> [TASK OBJECTIVE]: Please repeat the lines below exactly. Begin with the line containing "Discards every event" and go on through the line containing "pub fn with(mut".
(RECORDS FOR THE TASK Opens)
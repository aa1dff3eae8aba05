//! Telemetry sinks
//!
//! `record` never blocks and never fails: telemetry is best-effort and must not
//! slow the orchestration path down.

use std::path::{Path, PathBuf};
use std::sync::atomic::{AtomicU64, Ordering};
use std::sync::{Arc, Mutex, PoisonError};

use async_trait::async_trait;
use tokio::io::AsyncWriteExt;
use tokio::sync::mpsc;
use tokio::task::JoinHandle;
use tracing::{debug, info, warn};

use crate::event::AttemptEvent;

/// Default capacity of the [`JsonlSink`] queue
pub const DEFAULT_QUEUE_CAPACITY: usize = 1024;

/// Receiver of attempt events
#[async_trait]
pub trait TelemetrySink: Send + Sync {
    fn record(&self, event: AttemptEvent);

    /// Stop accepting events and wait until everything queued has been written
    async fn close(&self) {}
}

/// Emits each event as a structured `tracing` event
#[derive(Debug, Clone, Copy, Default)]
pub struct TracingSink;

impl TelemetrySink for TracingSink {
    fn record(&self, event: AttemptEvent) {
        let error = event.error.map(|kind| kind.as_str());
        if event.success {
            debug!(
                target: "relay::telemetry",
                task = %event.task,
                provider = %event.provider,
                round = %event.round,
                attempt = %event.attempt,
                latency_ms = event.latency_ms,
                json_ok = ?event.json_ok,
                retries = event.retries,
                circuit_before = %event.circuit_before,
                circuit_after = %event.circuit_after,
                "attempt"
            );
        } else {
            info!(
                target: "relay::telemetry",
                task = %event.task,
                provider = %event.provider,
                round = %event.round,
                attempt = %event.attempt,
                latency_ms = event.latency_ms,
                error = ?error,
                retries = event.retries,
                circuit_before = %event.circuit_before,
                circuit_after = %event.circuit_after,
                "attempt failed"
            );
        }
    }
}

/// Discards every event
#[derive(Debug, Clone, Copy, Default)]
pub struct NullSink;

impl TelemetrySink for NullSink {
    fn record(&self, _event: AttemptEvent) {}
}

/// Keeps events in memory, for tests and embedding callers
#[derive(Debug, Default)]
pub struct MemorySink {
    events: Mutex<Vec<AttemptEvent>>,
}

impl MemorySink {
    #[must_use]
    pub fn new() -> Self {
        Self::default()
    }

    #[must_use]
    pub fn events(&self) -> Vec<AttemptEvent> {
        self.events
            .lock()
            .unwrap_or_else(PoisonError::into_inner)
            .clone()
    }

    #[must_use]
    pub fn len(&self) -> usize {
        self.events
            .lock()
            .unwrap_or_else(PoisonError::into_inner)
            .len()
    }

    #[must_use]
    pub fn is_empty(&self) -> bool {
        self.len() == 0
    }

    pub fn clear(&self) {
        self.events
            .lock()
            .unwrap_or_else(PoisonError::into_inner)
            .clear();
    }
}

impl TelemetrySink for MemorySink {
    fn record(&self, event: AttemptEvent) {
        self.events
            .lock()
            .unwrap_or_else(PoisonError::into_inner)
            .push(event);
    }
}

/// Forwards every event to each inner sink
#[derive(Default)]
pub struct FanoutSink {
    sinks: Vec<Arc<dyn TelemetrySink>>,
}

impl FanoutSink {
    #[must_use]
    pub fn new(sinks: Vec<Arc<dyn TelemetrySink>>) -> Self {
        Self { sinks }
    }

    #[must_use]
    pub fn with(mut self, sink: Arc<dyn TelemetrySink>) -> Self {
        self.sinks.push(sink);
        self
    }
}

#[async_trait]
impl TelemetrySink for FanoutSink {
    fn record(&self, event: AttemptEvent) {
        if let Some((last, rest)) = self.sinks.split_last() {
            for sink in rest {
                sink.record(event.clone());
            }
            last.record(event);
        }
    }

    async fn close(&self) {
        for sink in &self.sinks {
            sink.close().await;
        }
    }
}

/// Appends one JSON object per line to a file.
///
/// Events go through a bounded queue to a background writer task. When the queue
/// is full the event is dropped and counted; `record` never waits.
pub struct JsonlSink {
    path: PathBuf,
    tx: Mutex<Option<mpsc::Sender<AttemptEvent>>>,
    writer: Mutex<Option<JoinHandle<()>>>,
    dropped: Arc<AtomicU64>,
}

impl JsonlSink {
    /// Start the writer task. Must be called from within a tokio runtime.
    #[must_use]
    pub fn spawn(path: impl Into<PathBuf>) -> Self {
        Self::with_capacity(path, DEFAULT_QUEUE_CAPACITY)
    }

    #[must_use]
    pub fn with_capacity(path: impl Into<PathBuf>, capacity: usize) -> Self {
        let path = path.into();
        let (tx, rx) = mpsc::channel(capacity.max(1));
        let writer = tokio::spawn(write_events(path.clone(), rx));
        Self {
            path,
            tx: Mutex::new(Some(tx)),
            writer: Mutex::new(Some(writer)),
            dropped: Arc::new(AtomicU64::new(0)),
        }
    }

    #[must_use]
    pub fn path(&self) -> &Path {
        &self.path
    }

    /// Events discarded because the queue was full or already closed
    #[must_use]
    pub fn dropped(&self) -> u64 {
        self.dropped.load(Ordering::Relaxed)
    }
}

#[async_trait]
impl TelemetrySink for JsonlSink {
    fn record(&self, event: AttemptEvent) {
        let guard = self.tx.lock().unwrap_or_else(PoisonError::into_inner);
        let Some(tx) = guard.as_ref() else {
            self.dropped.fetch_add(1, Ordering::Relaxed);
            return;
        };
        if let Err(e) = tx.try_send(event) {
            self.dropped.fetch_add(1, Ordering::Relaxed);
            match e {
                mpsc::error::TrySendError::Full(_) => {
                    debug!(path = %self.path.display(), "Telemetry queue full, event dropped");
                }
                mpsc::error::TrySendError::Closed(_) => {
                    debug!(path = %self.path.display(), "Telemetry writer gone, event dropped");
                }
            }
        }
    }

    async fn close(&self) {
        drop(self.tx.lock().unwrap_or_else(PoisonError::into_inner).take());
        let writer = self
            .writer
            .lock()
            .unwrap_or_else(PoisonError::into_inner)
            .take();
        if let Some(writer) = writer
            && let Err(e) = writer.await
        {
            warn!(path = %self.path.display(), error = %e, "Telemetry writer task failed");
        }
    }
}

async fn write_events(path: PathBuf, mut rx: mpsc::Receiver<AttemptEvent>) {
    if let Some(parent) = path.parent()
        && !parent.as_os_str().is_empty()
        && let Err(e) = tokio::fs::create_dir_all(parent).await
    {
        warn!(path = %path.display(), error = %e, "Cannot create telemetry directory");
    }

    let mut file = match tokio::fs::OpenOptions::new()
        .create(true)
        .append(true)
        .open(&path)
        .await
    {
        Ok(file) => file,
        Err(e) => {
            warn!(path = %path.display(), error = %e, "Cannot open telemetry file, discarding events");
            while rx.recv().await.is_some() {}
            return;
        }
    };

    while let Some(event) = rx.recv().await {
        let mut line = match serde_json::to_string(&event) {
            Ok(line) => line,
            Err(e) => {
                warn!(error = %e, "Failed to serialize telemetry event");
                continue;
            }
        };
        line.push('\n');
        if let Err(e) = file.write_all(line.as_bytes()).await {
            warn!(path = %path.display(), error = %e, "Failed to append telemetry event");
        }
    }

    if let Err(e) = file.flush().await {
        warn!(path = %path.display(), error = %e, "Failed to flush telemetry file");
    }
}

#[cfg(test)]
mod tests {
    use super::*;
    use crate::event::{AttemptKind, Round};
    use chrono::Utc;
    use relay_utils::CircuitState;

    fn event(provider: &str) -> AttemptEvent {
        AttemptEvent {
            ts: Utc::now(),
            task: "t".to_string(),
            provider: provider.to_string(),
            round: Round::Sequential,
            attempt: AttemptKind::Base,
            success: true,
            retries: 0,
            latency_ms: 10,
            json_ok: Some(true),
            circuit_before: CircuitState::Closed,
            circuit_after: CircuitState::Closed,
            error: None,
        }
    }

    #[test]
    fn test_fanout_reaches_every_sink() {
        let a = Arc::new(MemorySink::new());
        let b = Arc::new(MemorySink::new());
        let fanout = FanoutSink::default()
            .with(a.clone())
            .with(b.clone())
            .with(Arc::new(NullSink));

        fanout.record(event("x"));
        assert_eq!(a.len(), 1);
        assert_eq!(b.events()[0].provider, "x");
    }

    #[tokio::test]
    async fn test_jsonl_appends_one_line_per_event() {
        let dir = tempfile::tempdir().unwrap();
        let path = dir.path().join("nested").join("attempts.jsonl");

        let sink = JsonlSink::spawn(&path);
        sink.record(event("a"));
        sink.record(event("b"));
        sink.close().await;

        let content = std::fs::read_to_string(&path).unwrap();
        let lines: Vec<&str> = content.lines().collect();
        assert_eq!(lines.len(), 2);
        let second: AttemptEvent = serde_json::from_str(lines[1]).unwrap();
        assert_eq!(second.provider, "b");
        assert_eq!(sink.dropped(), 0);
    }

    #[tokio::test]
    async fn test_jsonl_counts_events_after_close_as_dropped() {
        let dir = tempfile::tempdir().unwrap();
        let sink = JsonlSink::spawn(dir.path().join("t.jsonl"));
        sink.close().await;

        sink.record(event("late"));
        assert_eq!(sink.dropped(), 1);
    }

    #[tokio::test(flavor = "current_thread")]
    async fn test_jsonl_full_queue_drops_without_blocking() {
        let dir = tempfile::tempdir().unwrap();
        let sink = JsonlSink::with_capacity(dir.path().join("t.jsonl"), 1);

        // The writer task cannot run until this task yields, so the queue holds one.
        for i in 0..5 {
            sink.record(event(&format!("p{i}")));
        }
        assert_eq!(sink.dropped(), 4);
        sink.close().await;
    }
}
(RECORDS FOR THE TASK Closes)
> [TASK RESPONSE]:
/// Discards every event
#[derive(Debug, Clone, Copy, Default)]
pub struct NullSink;

impl TelemetrySink for NullSink {
    fn record(&self, _event: AttemptEvent) {}
}

/// Keeps events in memory, for tests and embedding callers
#[derive(Debug, Default)]
pub struct MemorySink {
    events: Mutex<Vec<AttemptEvent>>,
}

impl MemorySink {
    #[must_use]
    pub fn new() -> Self {
        Self::default()
    }

    #[must_use]
    pub fn events(&self) -> Vec<AttemptEvent> {
        self.events
            .lock()
            .unwrap_or_else(PoisonError::into_inner)
            .clone()
    }

    #[must_use]
    pub fn len(&self) -> usize {
        self.events
            .lock()
            .unwrap_or_else(PoisonError::into_inner)
            .len()
    }

    #[must_use]
    pub fn is_empty(&self) -> bool {
        self.len() == 0
    }

    pub fn clear(&self) {
        self.events
            .lock()
            .unwrap_or_else(PoisonError::into_inner)
            .clear();
    }
}

impl TelemetrySink for MemorySink {
    fn record(&self, event: AttemptEvent) {
        self.events
            .lock()
            .unwrap_or_else(PoisonError::into_inner)
            .push(event);
    }
}

/// Forwards every event to each inner sink
#[derive(Default)]
pub struct FanoutSink {
    sinks: Vec<Arc<dyn TelemetrySink>>,
}

impl FanoutSink {
    #[must_use]
    pub fn new(sinks: Vec<Arc<dyn TelemetrySink>>) -> Self {
        Self { sinks }
    }

    #[must_use]
    pub fn with(mut self, sink: Arc<dyn TelemetrySink>) -> Self {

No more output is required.